Apa yang diperkirakan OK Momad pun akhirnya terjadi.  Pasukan Belanda memasuki Tanjung Limau Purut. Namun tak bisa menemukan pemimpin) daerah tersebut, karena telah pindah ke Tanjung Muda.  Untuk masuk ke wilayah hulu (padalaman), pasukan Belanda masih sangsi, khawatir akan mendapat perlawanan dari pasukan OK Momad dan rakyat di pedalaman.

Belanda hanya bertemu dengan Panglima Saman (Soman) yang memang diperintahkan OK Momad untuk menjaga wilayah Tanjung Limau Purut. Oleh Belanda, Panglima Soman dipaksa untuk menangkap OK Momad. Tapi Panglima Soman tidak mau menghianati pemimpinnya. Ia bersama pasukannya memberontak melawan Belanda. Namun perlawanan itu dapat dipatahkan dan Panglima Soman akhirnya tertawan kemudian dibawa ke Tanjung Balai.

Perihal perpindahan ibukota dari Tanjung Limau Purut ke Tanjung Muda ini, tidak diceritakan dalam buku yang ditulis, baik oleh Morna, Flores Tanjung, dkk., maupun dalam makalah Haji Muchtar Tanjung.  Perpindahan ini hanya diceritakan dalam paper Sofyan Tanjung meskipun tidak begitu detil.  Ia menjelaskan bahwa wilayah Tanjung Muda,  berada di hulu Sungai Tanjung yang berjarak sekitar 20 kilometer dari Tanjung Limau Purut. Letaknya di atas sebuah bukit di pinggir sungai Tanjung.
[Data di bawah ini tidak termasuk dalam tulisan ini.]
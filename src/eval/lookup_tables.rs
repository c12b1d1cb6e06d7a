use crate::domain::card::Rank;

/// Битовая маска рангов.
///
/// 13 бит: бит 0 = двойка, бит 12 = туз.
pub type RankMask = u16;

/// Маски всех стритов, от wheel (A2345) до broadway (TJQKA).
/// Индекс i соответствует стриту со старшей картой i + 5.
/// Заворота через туза нет: QKA23 сюда не попадает.
pub const STRAIGHT_MASKS: [RankMask; 10] = [
    mask_from_ranks(&[Rank::Ace, Rank::Two, Rank::Three, Rank::Four, Rank::Five]),
    mask_from_ranks(&[Rank::Two, Rank::Three, Rank::Four, Rank::Five, Rank::Six]),
    mask_from_ranks(&[Rank::Three, Rank::Four, Rank::Five, Rank::Six, Rank::Seven]),
    mask_from_ranks(&[Rank::Four, Rank::Five, Rank::Six, Rank::Seven, Rank::Eight]),
    mask_from_ranks(&[Rank::Five, Rank::Six, Rank::Seven, Rank::Eight, Rank::Nine]),
    mask_from_ranks(&[Rank::Six, Rank::Seven, Rank::Eight, Rank::Nine, Rank::Ten]),
    mask_from_ranks(&[Rank::Seven, Rank::Eight, Rank::Nine, Rank::Ten, Rank::Jack]),
    mask_from_ranks(&[Rank::Eight, Rank::Nine, Rank::Ten, Rank::Jack, Rank::Queen]),
    mask_from_ranks(&[Rank::Nine, Rank::Ten, Rank::Jack, Rank::Queen, Rank::King]),
    mask_from_ranks(&[Rank::Ten, Rank::Jack, Rank::Queen, Rank::King, Rank::Ace]),
];

/// Получить битовую маску для одного ранга.
pub fn rank_to_bit(rank: Rank) -> RankMask {
    1u16 << (rank.value() - 2)
}

/// Построить маску из списка рангов.
pub const fn mask_from_ranks(ranks: &[Rank]) -> RankMask {
    let mut mask: RankMask = 0;
    let mut i = 0;
    while i < ranks.len() {
        let idx = (ranks[i] as u8).saturating_sub(2);
        mask |= 1 << idx;
        i += 1;
    }
    mask
}

/// Найти стрит в битовой маске рангов.
/// Возвращает старшую карту стрита; для wheel (A2345) это пятёрка.
pub fn detect_straight(rank_mask: RankMask) -> Option<Rank> {
    STRAIGHT_MASKS
        .iter()
        .enumerate()
        .rev()
        .find(|(_, sm)| rank_mask & **sm == **sm)
        .and_then(|(i, _)| Rank::from_value(i as u8 + 5))
}

/// Ранги стрита от старшего к младшему; туз в wheel идёт последним.
pub fn straight_ranks(high: Rank) -> Vec<Rank> {
    if high == Rank::Five {
        return vec![Rank::Five, Rank::Four, Rank::Three, Rank::Two, Rank::Ace];
    }
    (0..5)
        .filter_map(|i| Rank::from_value(high.value() - i))
        .collect()
}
[1] Foto diambil dari Titi Pagok. Sungai Tanjung merupakan aliran sungai Bahbolon. Dari foto diatas terlihat percabangan. Cabang sebelah kanan merupakan pangkal Sungai Tanjung, sementara cabang sebelah kiri merupakan pangkal Sungai Pare-Pare (Sungai Alang Tahar)

[2] Tanjung Muda saat ini menjadi nama desa di hulu Sungai Tanjung. Desa ini masuk wilayah Kecamatan Air Putih Kabupaten Batubara.